The north facing room, unlit except for a green lamp on a very large desk, looked out on to the brick wall of an adjoining property, and Alexandra thought the gloom rather charming.
She'd taken a single step when a cool voice said, 'Perhaps you wouldn't mind putting on the main light,' quite as though she had no choice but to obey. It was only when she turned from the switch near the door that she saw a tall man standing at one of the high windows.
'Sit down.'
There was what seemed to be the briefest possible moment of mutual astonishment and Alexandra, who'd been expecting him to say thank you, somewhat hesitantly did as she was told; though his voice was quiet, the tone had been peremptory, and there was something in his expression which told her that he was capable of being quite effortlessly disagreeable.

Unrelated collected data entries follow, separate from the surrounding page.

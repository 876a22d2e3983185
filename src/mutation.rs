//! Mutation Coordinator: removal requests and their deferred execution.
//!
//! A removal request is checked against the main cache when it is made. The
//! returned flag is `false` if any target has no live record or is already
//! waiting to be removed. What happens next depends on the active engine:
//! an immediate engine splices and rebuilds on the spot, a deferred one shows
//! its exit affordance now and the splice runs once the removal delay has
//! passed on the gallery clock.

use crate::layout::{LayoutContext, LayoutEngine, RemovalMode};
use crate::surface::NodeId;
use log::{debug, warn};
use std::time::Duration;

#[derive(Debug, Clone, Copy, PartialEq, Eq)]
struct PendingRemoval {
    due: Duration,
    wrapper: NodeId,
}

#[derive(Debug)]
pub struct MutationCoordinator {
    delay: Duration,
    /// Ordered by `due`; requests are appended with a non-decreasing clock.
    pending: Vec<PendingRemoval>,
}

impl MutationCoordinator {
    pub fn new(delay: Duration) -> Self {
        Self {
            delay,
            pending: Vec::new(),
        }
    }

    pub fn is_pending(&self, wrapper: NodeId) -> bool {
        self.pending.iter().any(|p| p.wrapper == wrapper)
    }

    /// Removals waiting for their delay.
    pub fn pending_count(&self) -> usize {
        self.pending.len()
    }

    /// When the earliest deferred removal comes due.
    pub fn next_due(&self) -> Option<Duration> {
        self.pending.first().map(|p| p.due)
    }

    /// Forget every deferred removal; used when the content is replaced.
    pub fn clear(&mut self) {
        self.pending.clear();
    }

    /// Request removal of the records owning `wrappers`.
    pub fn remove(
        &mut self,
        engine: &mut dyn LayoutEngine,
        ctx: &mut LayoutContext<'_>,
        wrappers: &[NodeId],
        now: Duration,
    ) -> bool {
        if engine.removal_mode() == RemovalMode::Immediate {
            return engine.remove_items(ctx, wrappers);
        }

        let mut all_found = true;
        let due = now + self.delay;
        for wrapper in wrappers {
            let Some(index) = ctx.cache.index_of(*wrapper) else {
                warn!("remove requested for {wrapper}, which has no live record");
                all_found = false;
                continue;
            };
            if self.is_pending(*wrapper) {
                warn!("{wrapper} is already being removed");
                all_found = false;
                continue;
            }
            if let Some(record) = ctx.cache.get_mut(index) {
                record.begin_removal();
            }
            engine.mark_removing(ctx, *wrapper);
            self.pending.push(PendingRemoval {
                due,
                wrapper: *wrapper,
            });
        }
        debug!("{} removals pending", self.pending.len());
        all_found
    }

    /// Carry out every deferred removal due by `now`. Returns how many ran.
    pub fn run_due(
        &mut self,
        engine: &mut dyn LayoutEngine,
        ctx: &mut LayoutContext<'_>,
        now: Duration,
    ) -> usize {
        let ready = self.pending.partition_point(|p| p.due <= now);
        if ready == 0 {
            return 0;
        }
        let wrappers: Vec<NodeId> = self.pending.drain(..ready).map(|p| p.wrapper).collect();
        if !engine.remove_items(ctx, &wrappers) {
            warn!("some deferred removals had no live record");
        }
        wrappers.len()
    }
}
//! Surface trait and shared handle types.
//!
//! The [`RenderSurface`] trait is the whole contract between the engine and
//! whatever actually displays the gallery: create/destroy nodes, attach and
//! detach children, set geometry and a few style properties, toggle classes,
//! and own clip-mask resources whose lifetime the engine manages explicitly.

use serde::Serialize;
use std::fmt;

/// Handle to a node living on a surface.
#[derive(Debug, Clone, Copy, PartialEq, Eq, Hash, PartialOrd, Ord, Serialize)]
pub struct NodeId(pub u64);

impl fmt::Display for NodeId {
    fn fmt(&self, f: &mut fmt::Formatter<'_>) -> fmt::Result {
        write!(f, "#{}", self.0)
    }
}

/// Handle to a clip-mask resource owned by a surface.
#[derive(Debug, Clone, Copy, PartialEq, Eq, Hash, PartialOrd, Ord, Serialize)]
pub struct MaskId(pub u64);

/// What a node displays.
#[derive(Debug, Clone, PartialEq, Serialize)]
#[serde(tag = "kind", rename_all = "lowercase")]
pub enum NodeKind {
    /// Plain box holding other nodes.
    Container,
    /// An image drawn from `source`.
    Image { source: String },
    /// A text label.
    Text { text: String },
    /// A clickable affordance.
    Button,
}

/// The fixed set of style properties the engine sets.
#[derive(Debug, Clone, Copy, PartialEq, Eq, Hash, PartialOrd, Ord, Serialize)]
#[serde(rename_all = "kebab-case")]
pub enum StyleProp {
    Width,
    Height,
    MinWidth,
    Margin,
    MarginBottom,
    PaddingRight,
    PaddingBottom,
    Background,
    Visibility,
}

/// Value of a style property.
#[derive(Debug, Clone, PartialEq)]
pub enum StyleValue {
    Px(f64),
    Percent(f64),
    Color(String),
    Visible(bool),
}

impl StyleValue {
    /// Pixel value, if this is a pixel length.
    pub fn px(&self) -> Option<f64> {
        match self {
            StyleValue::Px(v) => Some(*v),
            _ => None,
        }
    }

    /// Percentage value, if this is a relative length.
    pub fn percent(&self) -> Option<f64> {
        match self {
            StyleValue::Percent(v) => Some(*v),
            _ => None,
        }
    }
}

impl fmt::Display for StyleValue {
    fn fmt(&self, f: &mut fmt::Formatter<'_>) -> fmt::Result {
        match self {
            StyleValue::Px(v) => write!(f, "{}px", round2(*v)),
            StyleValue::Percent(v) => write!(f, "{}%", round2(*v)),
            StyleValue::Color(c) => f.write_str(c),
            StyleValue::Visible(true) => f.write_str("visible"),
            StyleValue::Visible(false) => f.write_str("hidden"),
        }
    }
}

impl Serialize for StyleValue {
    fn serialize<S: serde::Serializer>(&self, serializer: S) -> Result<S::Ok, S::Error> {
        serializer.collect_str(self)
    }
}

fn round2(v: f64) -> f64 {
    (v * 100.0).round() / 100.0
}

/// A clip region in object-bounding-box units (`0.0..=1.0` on both axes).
#[derive(Debug, Clone, PartialEq, Serialize)]
pub struct ClipPolygon {
    pub points: Vec<(f64, f64)>,
}

impl ClipPolygon {
    /// Axis-aligned rectangle from `(x0, y0)` to `(x1, y1)`.
    pub fn rect(x0: f64, y0: f64, x1: f64, y1: f64) -> Self {
        Self {
            points: vec![(x0, y0), (x1, y0), (x1, y1), (x0, y1)],
        }
    }

    /// Horizontal extent covered by the polygon.
    pub fn x_span(&self) -> f64 {
        span(self.points.iter().map(|p| p.0))
    }

    /// Vertical extent covered by the polygon.
    pub fn y_span(&self) -> f64 {
        span(self.points.iter().map(|p| p.1))
    }
}

fn span(values: impl Iterator<Item = f64>) -> f64 {
    let (lo, hi) = values.fold((f64::INFINITY, f64::NEG_INFINITY), |(lo, hi), v| {
        (lo.min(v), hi.max(v))
    });
    if lo.is_finite() { hi - lo } else { 0.0 }
}

/// Trait for rendering surfaces.
///
/// Operations on unknown handles are ignored; they must never panic, because
/// deferred work (removal timers, rebuilds) can race with teardown.
pub trait RenderSurface {
    /// Create a detached node.
    fn create_node(&mut self, kind: NodeKind) -> NodeId;

    /// Destroy a node, detaching it first. Its children become detached.
    fn destroy_node(&mut self, node: NodeId);

    /// Append `child` to `parent`, detaching it from any previous parent.
    fn attach(&mut self, parent: NodeId, child: NodeId);

    /// Detach `child` from its parent, if any.
    fn detach(&mut self, child: NodeId);

    /// Current parent of `node`.
    fn parent(&self, node: NodeId) -> Option<NodeId>;

    /// Children of `node` in order.
    fn children(&self, node: NodeId) -> Vec<NodeId>;

    /// Set one style property.
    fn set_style(&mut self, node: NodeId, prop: StyleProp, value: StyleValue);

    /// Clear every style property on `node`.
    fn clear_styles(&mut self, node: NodeId);

    fn add_class(&mut self, node: NodeId, class: &str);

    fn remove_class(&mut self, node: NodeId, class: &str);

    fn has_class(&self, node: NodeId, class: &str) -> bool;

    /// Realized content width of a container node, in pixels.
    fn client_width(&self, node: NodeId) -> f64;

    /// Allocate a clip-mask resource.
    fn create_clip_mask(&mut self, polygon: ClipPolygon) -> MaskId;

    /// Clip `node` to a previously created mask.
    fn apply_clip_mask(&mut self, node: NodeId, mask: MaskId);

    /// Release a clip mask; any node using it is unclipped.
    fn release_clip_mask(&mut self, mask: MaskId);
}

'You're about to say that you have no idea why I asked to see you.' He'd spoken as though he were wondering at the exact nature of some bizarre phenomenon, but not wondering to the extent of being concerned with her reply.
Alexandra, conscious of his physical presence, felt her awkwardness was showing. 'I was told that it was about Stephen Canford. Other than that I know nothing.'
'You're what, his cousin?'
It seemed to her that her shadow reached towards him. 'He's my half-brother.' Her mother had married twice; her second husband, a widower, had a son by his first wife. Simon would now have been twenty eight; she thought Jonas Manningham older, perhaps thirty-five, and without any of Simon's rather web-like charm. She found the comparison disturbing. She said slowly, 'In fact Stephen's my only living relative.'
'Then, Miss Canford, it's not altogether clear to me what this has to do with you and before things go any further I'm going to suggest that you talk to him.'
'Actually I'm--'
She'd stopped, stood up, because he didn't seem to have any interest in what or indeed who she actually was, or what she was saying. He seemed more concerned with her appearance, which he was studying as though somehow she were at a greater distance from him than she really was. And she, Alexandra Jamieson, chose to take it that she'd been very plainly dismissed. She turned abruptly and left the room.